The S&P 500 is on a torrid pace. The last time the U.S. equity gauge benchmark declined on a monthly basis was November 2016, and the last 5% decline was back in June 2016, during the Brexit imbroglio. This year, we believe there are likely to be one or two declines of 5% to 10%, but in the context of a positive year, those declines will be buying opportunities.

Overall, 2018 should be a continuation of the earnings-driven upside delivered in 2017, supported by expanding top- and bottom-line numbers.

S&P 500: positive Sales Surprise (% of Companies)

2. Picking winners/avoiding losers is increasingly important

In any environment, it is important for investors to identify winning stocks, while avoiding losers. That is increasingly true in an aging bull market. Different factors become important to identify in a mature bull market, and finding stocks with a good growth to value trade-off will take on more significance. We believe having a repeatable and consistent process is the key to making money over time, especially in late-stage expansions.

Historically, technology and industrials are among the sectors that performed well in mid-cycle stages while materials and utilities lagged during those periods. As the cycle advanced to its later stages, economically sensitive sectors, such as energy and materials, performed well, as did defensive groups, such as consumer staples, health care, and utilities.

3 Trees don’t grow to the sky. Neither do stocks.

Much of the 2017 upside in U.S. equity markets was attributable to the FAANG stocks (Facebook, Amazon, Netflix, and Google). These are incredible growth stories with solid management teams, but while we believe earnings and revenue growth is likely to continue for these companies, regulatory headwinds linger. At some point, popular stocks, like the FAANGs, become fully priced, and 2018 may be that year. We believe that 2018 will bring more differentiation to stock performance and the overall returns of the market will be less dominated by a few mega-cap stocks.

4. Value looks to beat growth, and size matters

Investors look at many style-based factors to see what areas of the market have been outperforming or underperforming. Factors such as size, growth versus value, beta, momentum and dividend yield, are all cyclical, with leadership dominating for a year or two, and then lagging for a period of time. Last year, the growth factor dominated value, while large caps topped smaller stocks. For example, the Russell 1000 Growth Index gained 30% last year, or more than double the 13.5% returned by the Russell 1000 Value Index.

Value has been trailing growth for two years, due in large part to technology's leadership. We believe 2018 will bring a reversal of value and the small-size factors' laggard ways.

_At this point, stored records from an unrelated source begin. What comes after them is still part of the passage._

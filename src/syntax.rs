//! Core syntax types shared by the lexer, recognizer, and diagnostics.
//!
//! Everything here is plain data with source location tracking. Positions are
//! zero-based; `offset` is a byte index into the original text so callers can
//! slice the source in O(1).

use std::fmt;

use serde::{Deserialize, Serialize};

/// A zero-based location in the source text.
#[derive(Debug, Copy, Clone, PartialEq, Eq, PartialOrd, Ord, Serialize, Deserialize, Default)]
pub struct Position {
    pub line: u32,
    pub column: u32,
    pub offset: usize,
}

impl Position {
    pub fn new(line: u32, column: u32, offset: usize) -> Self {
        Self {
            line,
            column,
            offset,
        }
    }
}

impl fmt::Display for Position {
    fn fmt(&self, f: &mut fmt::Formatter<'_>) -> fmt::Result {
        write!(f, "line {}, col {}", self.line, self.column)
    }
}

/// A half-open source range delimited by two positions.
#[derive(Debug, Copy, Clone, PartialEq, Eq, Serialize, Deserialize, Default)]
pub struct Span {
    pub start: Position,
    pub end: Position,
}

impl Span {
    pub fn new(start: Position, end: Position) -> Self {
        Self { start, end }
    }

    /// A zero-width span at the given position.
    pub fn point(at: Position) -> Self {
        Self { start: at, end: at }
    }

    /// The smallest span covering both `self` and `other`.
    pub fn merge(self, other: Span) -> Span {
        Span {
            start: if other.start.offset < self.start.offset {
                other.start
            } else {
                self.start
            },
            end: if other.end.offset > self.end.offset {
                other.end
            } else {
                self.end
            },
        }
    }

    /// Whether `other` lies entirely within `self`.
    pub fn contains(&self, other: &Span) -> bool {
        self.start.offset <= other.start.offset && other.end.offset <= self.end.offset
    }

    pub fn len(&self) -> usize {
        self.end.offset.saturating_sub(self.start.offset)
    }

    pub fn is_empty(&self) -> bool {
        self.len() == 0
    }
}

/// Lexical classification of a token.
#[derive(Debug, Copy, Clone, PartialEq, Eq, Serialize, Deserialize)]
pub enum TokenKind {
    Keyword,
    Identifier,
    Number,
    /// A string literal, or one literal segment of an interpolated string.
    Str,
    /// One `${...}`-style interpolation span inside a string literal.
    Interpolation,
    Operator,
    Punct,
    Comment,
    Whitespace,
    Newline,
    /// A character no lexical rule claimed. Always accompanied by a warning.
    Unknown,
    /// Zero-width end-of-input marker, always the final token.
    Eof,
}

impl TokenKind {
    /// Trivia carries no structure: the recognizer skips it between tokens.
    pub fn is_trivia(self) -> bool {
        matches!(
            self,
            TokenKind::Whitespace | TokenKind::Newline | TokenKind::Comment
        )
    }
}

/// The minimal lexical unit: a kind, the source slice it covers, and its span.
///
/// Tokens borrow from the input text; span concatenation over a full token
/// stream reconstructs the input exactly.
#[derive(Debug, Copy, Clone, PartialEq, Eq, Serialize)]
pub struct Token<'src> {
    pub kind: TokenKind,
    pub text: &'src str,
    pub span: Span,
}

impl<'src> Token<'src> {
    pub fn start(&self) -> Position {
        self.span.start
    }

    pub fn end(&self) -> Position {
        self.span.end
    }

    /// True for exactly the keyword `word`.
    pub fn is_keyword(&self, word: &str) -> bool {
        self.kind == TokenKind::Keyword && self.text == word
    }

    /// True for exactly the operator or punctuation `text`.
    pub fn is_symbol(&self, text: &str) -> bool {
        matches!(self.kind, TokenKind::Operator | TokenKind::Punct) && self.text == text
    }
}

#[cfg(test)]
mod tests {
    use super::*;

    #[test]
    fn span_merge_and_containment() {
        let outer = Span::new(Position::new(0, 0, 0), Position::new(2, 0, 20));
        let inner = Span::new(Position::new(0, 4, 4), Position::new(1, 2, 12));
        assert!(outer.contains(&inner));
        assert!(!inner.contains(&outer));
        assert_eq!(outer.merge(inner), outer);
    }

    #[test]
    fn position_display_is_report_friendly() {
        let at = Position::new(14, 9, 120);
        assert_eq!(at.to_string(), "line 14, col 9");
    }
}
//! Grammar descriptors: the per-language rule tables driving the engine.
//!
//! Rather than one parser subclass per language, each language is data — an
//! immutable [`Grammar`] value holding its keyword set, string and comment
//! forms, operator table, block delimiting style, and ordered construct
//! patterns. The lexer and recognizer are single polymorphic engines driven
//! by that data.
//!
//! Grammar Invariant: a `Grammar` is a read-only snapshot for the duration of
//! every parse that uses it. Grammars are registered during single-threaded
//! setup and shared by reference afterwards; nothing in the engine mutates
//! one. See registry.rs for enforcement.

use std::collections::HashSet;

use serde::{Deserialize, Serialize};

use crate::tree::TypeKind;

pub mod builtin;

/// How a string literal is delimited, escaped, and (optionally) interpolated.
#[derive(Debug, Clone, PartialEq, Eq, Serialize, Deserialize)]
pub struct StringForm {
    /// Opening delimiter; multi-character openers (C# `$"`) are matched
    /// longest-first.
    pub open: String,
    pub close: String,
    /// Escape introducer valid inside the literal, usually `\`.
    pub escape: Option<char>,
    pub interpolation: Option<Interpolation>,
}

impl StringForm {
    pub fn plain(open: &str, close: &str) -> Self {
        Self {
            open: open.into(),
            close: close.into(),
            escape: Some('\\'),
            interpolation: None,
        }
    }

    pub fn interpolated(open: &str, close: &str, interp_open: &str, interp_close: &str) -> Self {
        Self {
            open: open.into(),
            close: close.into(),
            escape: Some('\\'),
            interpolation: Some(Interpolation {
                open: interp_open.into(),
                close: interp_close.into(),
            }),
        }
    }
}

/// Markers delimiting one interpolation span inside a string literal,
/// e.g. `${` / `}` or `\(` / `)`.
#[derive(Debug, Clone, PartialEq, Eq, Serialize, Deserialize)]
pub struct Interpolation {
    pub open: String,
    pub close: String,
}

/// A comment form: to end-of-line, or to a matching block closer.
#[derive(Debug, Clone, PartialEq, Eq, Serialize, Deserialize)]
pub enum CommentForm {
    Line(String),
    Block { open: String, close: String },
}

/// How this language closes construct bodies.
#[derive(Debug, Copy, Clone, PartialEq, Eq, Serialize, Deserialize, Default)]
pub enum BlockStyle {
    /// `{ ... }`, possibly with the opener on its own line.
    #[default]
    Braces,
    /// Header runs to end of line (or a terminator keyword such as `do` or
    /// `then`); the body is closed by the grammar's end keyword.
    EndKeyword,
}

/// The construct a pattern rule builds.
#[derive(Debug, Copy, Clone, PartialEq, Eq, Serialize, Deserialize)]
pub enum ConstructKind {
    Type(TypeKind),
    Function,
    Conditional,
    While,
    For,
    VarBinding,
}

/// What triggers a pattern rule at a statement start.
#[derive(Debug, Clone, PartialEq, Eq, Serialize, Deserialize)]
pub enum Matcher {
    /// A leading keyword, after any modifier keywords.
    Keyword(String),
    /// An identifier followed by a balanced `(...)` parameter list and a
    /// block opener — methods in languages that declare them without a
    /// keyword (C# methods, TS `constructor`, Swift `init`).
    CallableShape,
}

/// One entry of a grammar's ordered pattern table.
#[derive(Debug, Clone, PartialEq, Eq, Serialize, Deserialize)]
pub struct PatternRule {
    pub matcher: Matcher,
    pub construct: ConstructKind,
}

impl PatternRule {
    pub fn keyword(word: &str, construct: ConstructKind) -> Self {
        Self {
            matcher: Matcher::Keyword(word.into()),
            construct,
        }
    }

    pub fn callable_shape() -> Self {
        Self {
            matcher: Matcher::CallableShape,
            construct: ConstructKind::Function,
        }
    }
}

/// Immutable rule set for one language.
///
/// Built once (either by [`builtin`] or by an external loader), then shared
/// read-only across all parses of that language.
#[derive(Debug, Clone, PartialEq, Serialize, Deserialize)]
pub struct Grammar {
    pub language_id: String,
    /// Alternate ids resolving to this grammar, e.g. `ts` for `typescript`.
    #[serde(default)]
    pub aliases: Vec<String>,
    /// File extensions (without dot) for filename-based lookup.
    #[serde(default)]
    pub file_extensions: Vec<String>,
    pub keywords: HashSet<String>,
    /// Keywords that may prefix a declaration without changing what it is
    /// (`public`, `static`, `export`, ...). Skipped when matching patterns.
    #[serde(default)]
    pub modifiers: HashSet<String>,
    /// Characters that may start an identifier in addition to letters and
    /// underscore (PHP `$`, Ruby `@`).
    #[serde(default)]
    pub ident_sigils: Vec<char>,
    pub string_forms: Vec<StringForm>,
    pub comment_forms: Vec<CommentForm>,
    /// Multi-character operators, matched longest-first. Single characters
    /// not listed here lex as punctuation.
    pub operators: Vec<String>,
    #[serde(default)]
    pub block_style: BlockStyle,
    /// Closes `EndKeyword` bodies. Ignored for brace grammars.
    #[serde(default = "default_end_keyword")]
    pub end_keyword: String,
    /// Keywords that terminate an `EndKeyword`-style header early
    /// (Ruby `then`, `do`).
    #[serde(default)]
    pub header_terminators: Vec<String>,
    /// Continues a conditional chain with a new condition in one keyword
    /// (Ruby `elsif`, PHP `elseif`). `else if` needs no entry here.
    #[serde(default)]
    pub elseif_keywords: Vec<String>,
    /// Ordered: the first matching rule wins.
    pub construct_patterns: Vec<PatternRule>,
}

fn default_end_keyword() -> String {
    "end".into()
}

impl Grammar {
    pub fn new(language_id: &str) -> Self {
        Self {
            language_id: language_id.into(),
            aliases: Vec::new(),
            file_extensions: Vec::new(),
            keywords: HashSet::new(),
            modifiers: HashSet::new(),
            ident_sigils: Vec::new(),
            string_forms: Vec::new(),
            comment_forms: Vec::new(),
            operators: Vec::new(),
            block_style: BlockStyle::Braces,
            end_keyword: default_end_keyword(),
            header_terminators: Vec::new(),
            elseif_keywords: Vec::new(),
            construct_patterns: Vec::new(),
        }
    }

    pub fn aliases(mut self, ids: &[&str]) -> Self {
        self.aliases = ids.iter().map(|s| s.to_string()).collect();
        self
    }

    pub fn file_extensions(mut self, exts: &[&str]) -> Self {
        self.file_extensions = exts.iter().map(|s| s.to_string()).collect();
        self
    }

    pub fn keywords(mut self, words: &[&str]) -> Self {
        self.keywords = words.iter().map(|s| s.to_string()).collect();
        self
    }

    pub fn modifiers(mut self, words: &[&str]) -> Self {
        self.modifiers = words.iter().map(|s| s.to_string()).collect();
        // Modifiers are keywords too; keep the sets consistent.
        self.keywords.extend(self.modifiers.iter().cloned());
        self
    }

    pub fn ident_sigils(mut self, sigils: &[char]) -> Self {
        self.ident_sigils = sigils.to_vec();
        self
    }

    pub fn string_forms(mut self, forms: Vec<StringForm>) -> Self {
        self.string_forms = forms;
        // Longest opener first so `$"` is tried before `"`.
        self.string_forms
            .sort_by(|a, b| b.open.len().cmp(&a.open.len()));
        self
    }

    pub fn comment_forms(mut self, forms: Vec<CommentForm>) -> Self {
        self.comment_forms = forms;
        self
    }

    pub fn operators(mut self, ops: &[&str]) -> Self {
        self.operators = ops.iter().map(|s| s.to_string()).collect();
        self.operators.sort_by(|a, b| b.len().cmp(&a.len()));
        self
    }

    pub fn block_style(mut self, style: BlockStyle) -> Self {
        self.block_style = style;
        self
    }

    pub fn header_terminators(mut self, words: &[&str]) -> Self {
        self.header_terminators = words.iter().map(|s| s.to_string()).collect();
        self
    }

    pub fn elseif_keywords(mut self, words: &[&str]) -> Self {
        self.elseif_keywords = words.iter().map(|s| s.to_string()).collect();
        self
    }

    pub fn construct_patterns(mut self, patterns: Vec<PatternRule>) -> Self {
        self.construct_patterns = patterns;
        self
    }

    pub fn is_keyword(&self, word: &str) -> bool {
        self.keywords.contains(word)
    }

    pub fn is_modifier(&self, word: &str) -> bool {
        self.modifiers.contains(word)
    }

    pub fn is_elseif(&self, word: &str) -> bool {
        self.elseif_keywords.iter().any(|k| k == word)
    }

    pub fn is_header_terminator(&self, word: &str) -> bool {
        self.header_terminators.iter().any(|k| k == word)
    }

    /// Whether this grammar recognizes keyword-less callable declarations.
    pub fn has_callable_shape(&self) -> bool {
        self.construct_patterns
            .iter()
            .any(|p| p.matcher == Matcher::CallableShape)
    }

    /// The pattern rule led by `word`, if any.
    pub fn pattern_for_keyword(&self, word: &str) -> Option<&PatternRule> {
        self.construct_patterns
            .iter()
            .find(|p| matches!(&p.matcher, Matcher::Keyword(k) if k == word))
    }
}

#[cfg(test)]
mod tests {
    use super::*;

    #[test]
    fn operator_table_is_sorted_longest_first() {
        let g = Grammar::new("x").operators(&["=", "==", "=>", "==="]);
        assert_eq!(g.operators[0], "===");
        assert!(g.operators.iter().rev().take(2).all(|op| op.len() == 1 || op.len() == 2));
    }

    #[test]
    fn string_forms_sorted_by_opener_length() {
        let g = Grammar::new("x").string_forms(vec![
            StringForm::plain("\"", "\""),
            StringForm::interpolated("$\"", "\"", "{", "}"),
        ]);
        assert_eq!(g.string_forms[0].open, "$\"");
    }

    #[test]
    fn modifiers_are_also_keywords() {
        let g = Grammar::new("x").keywords(&["class"]).modifiers(&["public"]);
        assert!(g.is_keyword("public"));
        assert!(g.is_modifier("public"));
        assert!(!g.is_modifier("class"));
    }
}
#[cfg(test)]
mod tests {
    use super::*;
    use crate::grammar::builtin;
    use crate::lexer::tokenize;

    fn parse_with<'a>(
        text: &'a str,
        grammar: &Grammar,
    ) -> (ConstructNode<'a>, Vec<crate::Diagnostic>) {
        let mut sink = DiagnosticSink::new();
        let tokens = tokenize(text, grammar, &mut sink);
        let tree = recognize(&tokens, grammar, &mut sink);
        (tree, sink.into_sorted())
    }

    fn children<'t, 'a>(node: &'t ConstructNode<'a>) -> &'t [ConstructNode<'a>] {
        match node {
            ConstructNode::Module { children, .. } => children,
            ConstructNode::ClassDecl { members, .. } => members,
            ConstructNode::FunctionDecl { body, .. } => body,
            _ => panic!("node has no direct child list"),
        }
    }

    #[test]
    fn token_stream_without_trailing_eof_still_parses() {
        let grammar = builtin::typescript();
        let mut sink = DiagnosticSink::new();
        let tokens: Vec<_> = tokenize("let x = 1;", &grammar, &mut sink)
            .into_iter()
            .filter(|t| t.kind != TokenKind::Eof)
            .collect();
        let tree = recognize(&tokens, &grammar, &mut sink);
        let items = children(&tree);
        assert_eq!(items.len(), 1);
        assert!(matches!(items[0], ConstructNode::VarBinding { .. }));
        // The module still closes at the last real token.
        assert_eq!(tree.span().end.offset, "let x = 1;".len());
    }

    #[test]
    fn nested_conditional_in_brace_grammar() {
        let grammar = builtin::typescript();
        let (tree, diags) = parse_with("if (x) { if (y) { z(); } }", &grammar);
        assert!(diags.is_empty());
        let top = &children(&tree)[0];
        let ConstructNode::Conditional { branches, .. } = top else {
            panic!("expected conditional, got {}", top.pretty());
        };
        assert_eq!(branches.len(), 1);
        assert_eq!(branches[0].body.len(), 1);
        assert!(matches!(
            branches[0].body[0],
            ConstructNode::Conditional { .. }
        ));
    }

    #[test]
    fn keyword_delimited_while_loop() {
        let grammar = builtin::ruby();
        let text = "while i < 5\n  puts i\n  i += 1\nend";
        let (tree, diags) = parse_with(text, &grammar);
        assert!(diags.is_empty());
        let ConstructNode::WhileLoop {
            condition,
            body,
            span,
        } = &children(&tree)[0]
        else {
            panic!("expected while loop");
        };
        let cond: Vec<&str> = condition.iter().map(|t| t.text).collect();
        assert_eq!(cond, vec!["i", "<", "5"]);
        assert_eq!(body.len(), 2);
        assert!(body.iter().all(|n| matches!(n, ConstructNode::Statement { .. })));
        // Node closes immediately after the `end` keyword.
        assert_eq!(span.end.offset, text.len());
    }

    #[test]
    fn else_if_chain_folds_into_one_conditional() {
        let grammar = builtin::typescript();
        let text = "if (a) { x(); } else if (b) { y(); } else { z(); }";
        let (tree, diags) = parse_with(text, &grammar);
        assert!(diags.is_empty());
        let ConstructNode::Conditional { branches, .. } = &children(&tree)[0] else {
            panic!("expected conditional");
        };
        assert_eq!(branches.len(), 3);
        assert!(!branches[0].condition.is_empty());
        assert!(!branches[1].condition.is_empty());
        assert!(branches[2].condition.is_empty());
    }

    #[test]
    fn php_elseif_continues_the_chain() {
        let grammar = builtin::php();
        let text = "if ($a) { x(); } elseif ($b) { y(); } else { z(); }";
        let (tree, diags) = parse_with(text, &grammar);
        assert!(diags.is_empty());
        let ConstructNode::Conditional { branches, .. } = &children(&tree)[0] else {
            panic!("expected conditional");
        };
        assert_eq!(branches.len(), 3);
    }

    #[test]
    fn ruby_elsif_and_else_fold() {
        let grammar = builtin::ruby();
        let text = "if a\n  x\nelsif b\n  y\nelse\n  z\nend";
        let (tree, diags) = parse_with(text, &grammar);
        assert!(diags.is_empty());
        let ConstructNode::Conditional { branches, .. } = &children(&tree)[0] else {
            panic!("expected conditional");
        };
        assert_eq!(branches.len(), 3);
        assert!(branches[2].condition.is_empty());
    }

    #[test]
    fn csharp_method_is_recognized_by_shape() {
        let grammar = builtin::csharp();
        let text = "class Program\n{\n    static void Main(string[] args)\n    {\n        int i = 0;\n    }\n}";
        let (tree, diags) = parse_with(text, &grammar);
        assert!(diags.is_empty());
        let class = &children(&tree)[0];
        let ConstructNode::ClassDecl { name, members, .. } = class else {
            panic!("expected class");
        };
        assert_eq!(name, "Program");
        let ConstructNode::FunctionDecl { name, params, body, .. } = &members[0] else {
            panic!("expected method, got {}", class.pretty());
        };
        assert_eq!(name, "Main");
        assert_eq!(params, &vec!["args".to_string()]);
        assert_eq!(body.len(), 1);
    }

    #[test]
    fn nested_classes_stay_nested() {
        let grammar = builtin::csharp();
        let text = "namespace N { class Outer { class Inner { } } }";
        let (tree, diags) = parse_with(text, &grammar);
        assert!(diags.is_empty());
        let ns = &children(&tree)[0];
        let ConstructNode::ClassDecl { kind, members, .. } = ns else {
            panic!("expected namespace");
        };
        assert_eq!(*kind, TypeKind::Namespace);
        let ConstructNode::ClassDecl { name, members, .. } = &members[0] else {
            panic!("expected outer class");
        };
        assert_eq!(name, "Outer");
        assert!(matches!(&members[0], ConstructNode::ClassDecl { name, .. } if name == "Inner"));
    }

    #[test]
    fn malformed_if_header_recovers_into_body() {
        let grammar = builtin::typescript();
        let (tree, diags) = parse_with("if { z(); }", &grammar);
        let ConstructNode::Conditional { branches, .. } = &children(&tree)[0] else {
            panic!("expected conditional");
        };
        assert!(branches[0].condition.is_empty());
        assert_eq!(branches[0].body.len(), 1);
        assert_eq!(diags.len(), 1);
        assert_eq!(diags[0].kind, DiagnosticKind::StructuralError);
        assert_eq!(diags[0].at, Position::new(0, 0, 0));
    }

    #[test]
    fn unterminated_block_closes_at_end_of_input() {
        let grammar = builtin::typescript();
        let (tree, diags) = parse_with("while (x) { a();", &grammar);
        let ConstructNode::WhileLoop { body, .. } = &children(&tree)[0] else {
            panic!("expected while loop");
        };
        assert_eq!(body.len(), 1);
        assert_eq!(diags.len(), 1);
        // Reported at the block opener.
        assert_eq!(diags[0].at.offset, 10);
    }

    #[test]
    fn stray_closer_warns_and_parse_continues() {
        let grammar = builtin::typescript();
        let (tree, diags) = parse_with("}\nlet x = 1;", &grammar);
        assert_eq!(children(&tree).len(), 1);
        assert_eq!(diags.len(), 1);
        assert_eq!(diags[0].severity, crate::Severity::Warning);
    }

    #[test]
    fn var_binding_splits_annotation_from_initializer() {
        let grammar = builtin::typescript();
        let (tree, diags) = parse_with("const user: User = {\n  id: 1,\n};", &grammar);
        assert!(diags.is_empty());
        let ConstructNode::VarBinding { name, init, .. } = &children(&tree)[0] else {
            panic!("expected binding");
        };
        assert_eq!(name, "user");
        assert!(init.first().unwrap().is_symbol("{"));
        assert!(init.last().unwrap().is_symbol("}"));
    }

    #[test]
    fn swift_binding_without_initializer() {
        let grammar = builtin::swift();
        let (tree, diags) = parse_with("var firstName: String\n", &grammar);
        assert!(diags.is_empty());
        let ConstructNode::VarBinding { name, init, .. } = &children(&tree)[0] else {
            panic!("expected binding");
        };
        assert_eq!(name, "firstName");
        assert!(init.is_empty());
    }

    #[test]
    fn swift_init_is_a_method_by_shape() {
        let grammar = builtin::swift();
        let text = "class Person {\n    init(firstName: String, age: Int) {\n        self.firstName = firstName\n    }\n}";
        let (tree, diags) = parse_with(text, &grammar);
        assert!(diags.is_empty());
        let ConstructNode::ClassDecl { members, .. } = &children(&tree)[0] else {
            panic!("expected class");
        };
        let ConstructNode::FunctionDecl { name, params, .. } = &members[0] else {
            panic!("expected init method");
        };
        assert_eq!(name, "init");
        assert_eq!(params, &vec!["firstName".to_string(), "age".to_string()]);
    }

    #[test]
    fn plain_lines_become_statement_leaves() {
        let grammar = builtin::php();
        let text = "$greeter = new Greeter($names);\n$greeter->greetAll();\n";
        let (tree, diags) = parse_with(text, &grammar);
        assert!(diags.is_empty());
        let items = children(&tree);
        assert_eq!(items.len(), 2);
        assert!(items.iter().all(|n| matches!(n, ConstructNode::Statement { .. })));
    }

    #[test]
    fn span_containment_holds_for_fixture_input() {
        let grammar = builtin::csharp();
        let text = "namespace N\n{\n    class P\n    {\n        static void M(string[] a)\n        {\n            while (i < n)\n            {\n                if (x) { y(); } else { z(); }\n            }\n        }\n    }\n}";
        let (tree, diags) = parse_with(text, &grammar);
        assert!(diags.is_empty());
        check_containment(&tree);
    }

    fn check_containment(node: &ConstructNode<'_>) {
        for child in node.children() {
            assert!(
                node.span().contains(&child.span()),
                "child {:?} escapes parent {:?}",
                child.span(),
                node.span()
            );
            check_containment(child);
        }
    }
}
//! construe: pluggable lexing and construct recognition for multiple
//! languages, producing one language-agnostic structural tree.
//!
//! The pipeline is registry -> lexer -> recognizer, glued by the engine
//! facade. A language is a [`Grammar`] data value, not code: keywords,
//! string and comment forms, operators, block style, and an ordered table of
//! construct patterns. One polymorphic lexer and one polymorphic recognizer
//! consume whichever grammar the registry resolves.
//!
//! Nothing here fails fatally. Malformed input, unterminated blocks, even an
//! unknown language id all come back as position-tagged [`Diagnostic`]s next
//! to a best-effort tree.
//!
//! ```
//! let result = construe::parse("if (x) { go(); }", "typescript");
//! assert!(result.diagnostics.is_empty());
//! ```

pub mod diagnostics;
pub mod engine;
pub mod grammar;
pub mod lexer;
pub mod recognizer;
pub mod registry;
pub mod syntax;
pub mod tree;

pub use diagnostics::{Diagnostic, DiagnosticKind, DiagnosticSink, Rendered, Severity};
pub use engine::{parse, Engine, ParseResult};
pub use grammar::{
    BlockStyle, CommentForm, ConstructKind, Grammar, Matcher, PatternRule, StringForm,
};
pub use lexer::tokenize;
pub use recognizer::recognize;
pub use registry::{build_default_registry, default_registry, GrammarRegistry};
pub use syntax::{Position, Span, Token, TokenKind};
pub use tree::{Branch, ConstructNode, TypeKind};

As this bull market ages, we believe investors will pick up cheaper segments of the market, bidding up value stocks relative to growth names. Additionally, there are some great opportunities in small caps, with the new corporate tax rates benefiting smaller companies, as they can’t play the same tax games as large multi-national companies who use overseas subsidiaries and other tax-avoidance techniques to lower their overall tax rates. Furthermore, small caps have historically outperformed large caps when interest rates rose.

5. Embrace solid fundamentals

This is the right thing to do all the time and is not just a 2018 story, but it takes on increased importance in the late stage of a bull market. The old adage “a rising tide lifts all boats” can be applied to stocks. In new bull markets, many investors simply “buy the market,” but as the bull market advances, there are potential rewards for tactical investors. In 2018, it will be critical to buy stocks that have solid growth prospects, balanced with reasonable valuation factors and encouraging technicals. Fundamentals drive stock prices, so focus on stocks with strong fundamental factors in strong sectors and industries.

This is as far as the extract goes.